According to Bang, opioid addiction is not a new problem. The data she has based on admissions to St. Joseph’s addiction clinics show that there has been a steady increase of opioid use over the past sixteen years.
What is new is the amount of deaths related to opioid use. The spread of the highly potent opioids fentanyl, which is 100 times stronger than morphine, and carfentanil, an animal tranquilizer that is 100 times stronger than fentanyl, has rocked the city.
In the past, heroine and OxyContin were the drug of choice for opioid users. However, due to their high potency, fentanyl and carfentanil are being cut into drugs by dealers who want to get more bang for their buck.
Bang blames this lack of transparency for the increased rates and says that unsuspecting buyers are paying the ultimate price for this practice with their lives.
Hamilton Public Health has already responded to these overdoses by making naloxone kits available to the public.
Naloxone saves lives by reversing the effects of an opioid overdose through injection. Since 2014, 847 kits have been made available to the public in Hamilton, saving 268 lives.
These take-home kits are currently available at public health agencies and some emergency services, however, Dr. Hopkins believes that these kits should be made available through other local agencies like shelters to give easier access.
A Complex Problem, A Complex Solution
Even though the kits are effective in preventing deaths, Bang believes that they are only part of the solution. She says that there needs to be a greater focus on different strategies to tackle the dangers of opioid use, such as safe injection sites and monitoring opioid use to ensure that people are minimizing their dosage.
Johnson wants to see more detox and treatment centres open within Hamilton as she says “there are definitely not enough treatment centres in the Hamilton area.”
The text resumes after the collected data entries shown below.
pub mod cache;
pub mod canon;
pub mod clean;
pub mod db;
pub mod decider;
mod densemap;
mod depfile;
mod eval;
pub mod fs;
pub mod graph;
mod lexer;
pub mod load;
mod parse;
mod process;
pub mod progress;
pub mod run;
pub mod scan;
pub mod sig;
mod signal;
mod smallmap;
pub mod task;
mod terminal;
pub mod trace;
pub mod work;
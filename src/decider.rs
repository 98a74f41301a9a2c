//! Change detection: given what a node's last successful build recorded and
//! what its inputs look like now, decide whether to run its action again.

use crate::db::{BuildRecord, FileInfo};
use crate::fs::{MTime, Stat};
use crate::graph::NodeId;
use crate::sig::Signature;
use std::time::Duration;

/// How a node decides whether its inputs changed.
#[derive(Copy, Clone, Debug, PartialEq, Eq, Default)]
pub enum Decider {
    /// Rebuild when any input is newer than the target.
    Timestamp,
    /// Rebuild when any input's content signature differs from the record.
    #[default]
    Content,
    /// Trust an unchanged (mtime, size) pair, hash otherwise.
    Hybrid,
}

impl std::str::FromStr for Decider {
    type Err = anyhow::Error;

    fn from_str(s: &str) -> anyhow::Result<Self> {
        Ok(match s {
            "timestamp" | "timestamp-newer" => Decider::Timestamp,
            "content" | "MD5" => Decider::Content,
            "hybrid" | "MD5-timestamp" | "content-timestamp" => Decider::Hybrid,
            _ => anyhow::bail!(
                "unknown decider {:?}, expected one of: timestamp, content, hybrid",
                s
            ),
        })
    }
}

impl std::fmt::Display for Decider {
    fn fmt(&self, f: &mut std::fmt::Formatter<'_>) -> std::fmt::Result {
        f.write_str(match self {
            Decider::Timestamp => "timestamp",
            Decider::Content => "content",
            Decider::Hybrid => "hybrid",
        })
    }
}

/// An input's mtime must be at least this much older than the moment its
/// record was written for the hybrid policy to skip hashing it.  Files
/// modified within the same filesystem timestamp tick as the record could
/// otherwise change without their mtime moving.
pub const HYBRID_TRUST_MARGIN: Duration = Duration::from_secs(1);

/// Why a node is out of date.  Displayed by `-d explain`.
#[derive(Debug, Clone, PartialEq, Eq)]
pub enum Reason {
    NoRecord,
    ActionChanged,
    InputsChanged,
    InputNewer(String),
    InputModified(String),
    TargetMissing,
    TargetModified,
    InputWouldRebuild(String),
    AlwaysBuild,
}

impl std::fmt::Display for Reason {
    fn fmt(&self, f: &mut std::fmt::Formatter<'_>) -> std::fmt::Result {
        match self {
            Reason::NoRecord => write!(f, "no record of a previous build"),
            Reason::ActionChanged => write!(f, "action changed"),
            Reason::InputsChanged => write!(f, "list of inputs changed"),
            Reason::InputNewer(name) => write!(f, "input {} is newer", name),
            Reason::InputModified(name) => write!(f, "input {} changed", name),
            Reason::TargetMissing => write!(f, "target is missing"),
            Reason::TargetModified => write!(f, "target was modified since it was built"),
            Reason::InputWouldRebuild(name) => write!(f, "input {} would be rebuilt", name),
            Reason::AlwaysBuild => write!(f, "marked to always build"),
        }
    }
}

#[derive(Debug, Clone, PartialEq, Eq)]
pub enum Decision {
    UpToDate,
    Rebuild(Reason),
}

/// Current on-disk state of nodes, memoized by whoever implements it.
pub trait SigSource {
    fn name(&self, id: NodeId) -> &str;
    fn stat(&self, id: NodeId) -> Stat;
    /// Content signature, or None if the node has no content (missing).
    fn content(&self, id: NodeId) -> Option<Signature>;
}

/// A node as it stands now, ready to compare against its record.
pub struct Candidate<'a> {
    pub action_sig: Signature,
    /// Signature-affecting inputs, in order.
    pub inputs: &'a [NodeId],
    /// The node itself when it is backed by something on disk.
    pub target: Option<NodeId>,
}

impl Decider {
    /// Whether records made under this policy carry input content signatures.
    pub fn records_content(&self) -> bool {
        !matches!(self, Decider::Timestamp)
    }

    pub fn decide(
        &self,
        record: Option<&BuildRecord>,
        node: &Candidate,
        sigs: &dyn SigSource,
    ) -> Decision {
        let record = match record {
            None => return Decision::Rebuild(Reason::NoRecord),
            Some(record) => record,
        };
        if record.action_sig != node.action_sig {
            return Decision::Rebuild(Reason::ActionChanged);
        }
        if record.children.len() != node.inputs.len()
            || record
                .children
                .iter()
                .zip(node.inputs)
                .any(|(rec, &id)| rec.name != sigs.name(id))
        {
            return Decision::Rebuild(Reason::InputsChanged);
        }

        if let Some(target) = node.target {
            if let Some(reason) = self.check_target(record, target, sigs) {
                return Decision::Rebuild(reason);
            }
        }

        for (rec, &id) in record.children.iter().zip(node.inputs) {
            if let Some(reason) = self.check_input(record, &rec.info, id, node.target, sigs) {
                return Decision::Rebuild(reason);
            }
        }
        Decision::UpToDate
    }

    fn check_target(
        &self,
        record: &BuildRecord,
        target: NodeId,
        sigs: &dyn SigSource,
    ) -> Option<Reason> {
        let stat = sigs.stat(target);
        if !stat.exists() {
            return Some(Reason::TargetMissing);
        }
        let recorded = match &record.target {
            // Nothing recorded about the target itself; trust the inputs.
            None => return None,
            Some(info) => info,
        };
        if recorded.mtime == stat.mtime && recorded.size == stat.size {
            return None;
        }
        match self {
            Decider::Timestamp => Some(Reason::TargetModified),
            Decider::Content | Decider::Hybrid => {
                if recorded.csig.is_some() && sigs.content(target) == recorded.csig {
                    None
                } else {
                    Some(Reason::TargetModified)
                }
            }
        }
    }

    fn check_input(
        &self,
        record: &BuildRecord,
        recorded: &FileInfo,
        id: NodeId,
        target: Option<NodeId>,
        sigs: &dyn SigSource,
    ) -> Option<Reason> {
        let changed = || Some(Reason::InputModified(sigs.name(id).to_string()));
        match self {
            Decider::Timestamp => {
                let stat = sigs.stat(id);
                if stat.mtime.is_missing() != recorded.mtime.is_missing() {
                    return changed();
                }
                match target.map(|t| sigs.stat(t).mtime) {
                    Some(target_mtime) => {
                        if stat.mtime > target_mtime {
                            return Some(Reason::InputNewer(sigs.name(id).to_string()));
                        }
                    }
                    // No target to compare against; any movement counts.
                    None => {
                        if stat.mtime != recorded.mtime {
                            return changed();
                        }
                    }
                }
                None
            }
            Decider::Content => {
                if sigs.content(id) != recorded.csig {
                    return changed();
                }
                None
            }
            Decider::Hybrid => {
                let stat = sigs.stat(id);
                if recorded.csig.is_some()
                    && stat.mtime == recorded.mtime
                    && stat.size == recorded.size
                    && trusted(recorded.mtime, record)
                {
                    return None;
                }
                if sigs.content(id) != recorded.csig {
                    return changed();
                }
                None
            }
        }
    }
}

/// Whether an unchanged mtime is good evidence of unchanged content.
fn trusted(mtime: MTime, record: &BuildRecord) -> bool {
    match mtime {
        MTime::Missing => true,
        MTime::Stamp(t) => match t.checked_add(HYBRID_TRUST_MARGIN) {
            Some(limit) => limit <= record.recorded_at,
            None => false,
        },
    }
}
The city of Hamilton currently uses a four-pillar approach to dealing with substance abuse which includes prevention, harm reduction, treatment, and enforcement.
Eisenberger says that he “will be participating in an observation with the Van Needle Syringe program in the next couple of weeks to observe firsthand the situation in our community at street-level.” He hopes that the conference will enable a partnership between local stakeholders in order to deal with the problem.